As Justice (and law school dean) Warren Wolfson wrote in his dissent in Bendell: “Fastening securely is not a trivial or nitpicking requirement. It obviously is intended to prevent fraud or tampering, thus preserving the integrity of the papers. It is too easy to slip papers in or out of a packet when a paper clip is used.” Which is why there are staplers, and why the vast majority of people who papers securely fastened staple them rather than paper-clip them, or binder-clip them.

But until the Illinois Supreme Court decides to reconcile these two seemingly inconsistent decisions, or the geniuses in our General Assembly amend the current Election Code to expressly state whether the secure-fastening requirement can be satisfied by paper-clipping, binder-clipping, stapling, spiral binding, velo-binding, or arc welding, candidates would be wise to consult a competent election lawyer.

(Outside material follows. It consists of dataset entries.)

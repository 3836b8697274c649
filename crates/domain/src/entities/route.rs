//! Bus route entity

use std::fmt;

use chrono::NaiveTime;
use serde::{Deserialize, Serialize};

use crate::value_objects::{Fare, RouteColor, RouteId, Schedule, StopId};

/// Whether a route is running at a given moment
#[derive(Debug, Clone, Copy, PartialEq, Eq, Hash, Serialize, Deserialize)]
#[serde(rename_all = "snake_case")]
pub enum ServiceStatus {
    /// Inside the operating window
    Active,
    /// Outside the operating window
    Inactive,
}

impl ServiceStatus {
    /// Human-readable label
    #[must_use]
    pub const fn label(&self) -> &'static str {
        match self {
            Self::Active => "Active",
            Self::Inactive => "Inactive",
        }
    }
}

impl fmt::Display for ServiceStatus {
    fn fmt(&self, f: &mut fmt::Formatter<'_>) -> fmt::Result {
        f.write_str(self.label())
    }
}

/// A bus route with its ordered stop sequence
///
/// The order of `stops` is the path the bus drives. Route matching only
/// looks at membership; the order matters for drawing the path.
#[derive(Debug, Clone, PartialEq, Serialize, Deserialize)]
pub struct Route {
    id: RouteId,
    name: String,
    number: String,
    color: RouteColor,
    stops: Vec<StopId>,
    schedule: Schedule,
    fare: Fare,
}

impl Route {
    /// Create a route
    #[must_use]
    pub fn new(
        id: RouteId,
        name: impl Into<String>,
        number: impl Into<String>,
        color: RouteColor,
        stops: Vec<StopId>,
        schedule: Schedule,
        fare: Fare,
    ) -> Self {
        Self {
            id,
            name: name.into(),
            number: number.into(),
            color,
            stops,
            schedule,
            fare,
        }
    }

    /// Route identifier
    #[must_use]
    pub const fn id(&self) -> &RouteId {
        &self.id
    }

    /// Display name (e.g. "City Circle")
    #[must_use]
    pub fn name(&self) -> &str {
        &self.name
    }

    /// Public route number (e.g. "101")
    #[must_use]
    pub fn number(&self) -> &str {
        &self.number
    }

    /// Colour used for the path and bus markers
    #[must_use]
    pub const fn color(&self) -> &RouteColor {
        &self.color
    }

    /// Stops in visit order
    #[must_use]
    pub fn stops(&self) -> &[StopId] {
        &self.stops
    }

    /// Headway and operating window
    #[must_use]
    pub const fn schedule(&self) -> &Schedule {
        &self.schedule
    }

    /// Flat fare
    #[must_use]
    pub const fn fare(&self) -> Fare {
        self.fare
    }

    /// Whether the stop sequence contains the given stop
    #[must_use]
    pub fn serves(&self, stop: &StopId) -> bool {
        self.stops.contains(stop)
    }

    /// Running status at a wall-clock time
    #[must_use]
    pub fn status_at(&self, time: NaiveTime) -> ServiceStatus {
        if self.schedule.operating_hours().contains(time) {
            ServiceStatus::Active
        } else {
            ServiceStatus::Inactive
        }
    }

    /// Short label such as "Route 101 (City Circle)"
    #[must_use]
    pub fn label(&self) -> String {
        format!("Route {} ({})", self.number, self.name)
    }

    /// One-line summary for listings
    #[must_use]
    pub fn format_summary(&self) -> String {
        format!(
            "🚌 {} {} · every {}min · {} · {} · {} stops",
            self.number,
            self.name,
            self.schedule.frequency_minutes(),
            self.schedule.operating_hours(),
            self.fare,
            self.stops.len()
        )
    }
}

impl fmt::Display for Route {
    fn fmt(&self, f: &mut fmt::Formatter<'_>) -> fmt::Result {
        write!(f, "{}", self.format_summary())
    }
}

Which reportedly is what Grau has done, now that her petitions have been challenged. We’re guessing that will cost her a lot more than a pre-filing consultation would have – which might explain why her buddy Bende was in such a fine whine about petition-challenging “bullies” and how “terrible” and “fundamentally unfair” the petition rules and Park District’s no-advice policy are.

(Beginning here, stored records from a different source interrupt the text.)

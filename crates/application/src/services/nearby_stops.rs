//! Stops near a coordinate, with walking time and next arrival

use domain::{GeoLocation, KnownStop};
use tracing::debug;

use super::TransitDataStore;

/// Walking speed used for time estimates, in metres per minute
pub const WALKING_SPEED_M_PER_MIN: f64 = 75.0;

/// A stop with its distance from the rider
#[derive(Debug, Clone, Copy)]
pub struct NearbyStop<'a> {
    /// The stop
    pub stop: &'a KnownStop,
    /// Great-circle distance in metres
    pub distance_meters: f64,
    /// Walking time, rounded up to whole minutes
    pub walking_minutes: u32,
    /// Soonest arrival of a live bus heading to this stop
    pub next_bus_minutes: Option<u32>,
}

/// Minutes needed to walk `distance_meters`, rounded up
#[must_use]
#[allow(clippy::cast_possible_truncation, clippy::cast_sign_loss)]
pub fn walking_minutes(distance_meters: f64) -> u32 {
    (distance_meters.max(0.0) / WALKING_SPEED_M_PER_MIN).ceil() as u32
}

/// The `limit` stops closest to `origin`, nearest first
#[must_use]
pub fn nearby_stops(
    store: &TransitDataStore,
    origin: GeoLocation,
    limit: usize,
) -> Vec<NearbyStop<'_>> {
    let mut nearby: Vec<NearbyStop<'_>> = store
        .stops()
        .iter()
        .map(|stop| {
            let distance_meters = origin.distance_meters(&stop.location());
            NearbyStop {
                stop,
                distance_meters,
                walking_minutes: walking_minutes(distance_meters),
                next_bus_minutes: store
                    .buses()
                    .iter()
                    .filter(|bus| bus.next_stop_id() == stop.id())
                    .map(domain::LiveBus::eta_minutes)
                    .min(),
            }
        })
        .collect();

    nearby.sort_by(|a, b| a.distance_meters.total_cmp(&b.distance_meters));
    nearby.truncate(limit);

    debug!(%origin, found = nearby.len(), "Ranked nearby stops");
    nearby
}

According to the H-A article, however, City Clerk Betty Henneman, a non-lawyer, claims that she does a petition compliance review for candidates for City office. Henneman even admits to having “accepted things with a clip on them and stapled it” because she doesn’t “see a big deal with that and…[doesn’t] think that should be an obstruction to running for office.”

Maybe not, but she seems to be getting uncomfortably close to petition tampering. And if the stapling of paper-clipped petitions is not a consistently-enforced City policy, there’s always the chance that one candidate’s paper-clipped petitions might get stapled while another candidate’s might not, thereby unfairly subjecting the latter’s to objections.

We wonder if City Attorney Everette “Buzz” Hill knows that’s what Betty’s been doing all these years?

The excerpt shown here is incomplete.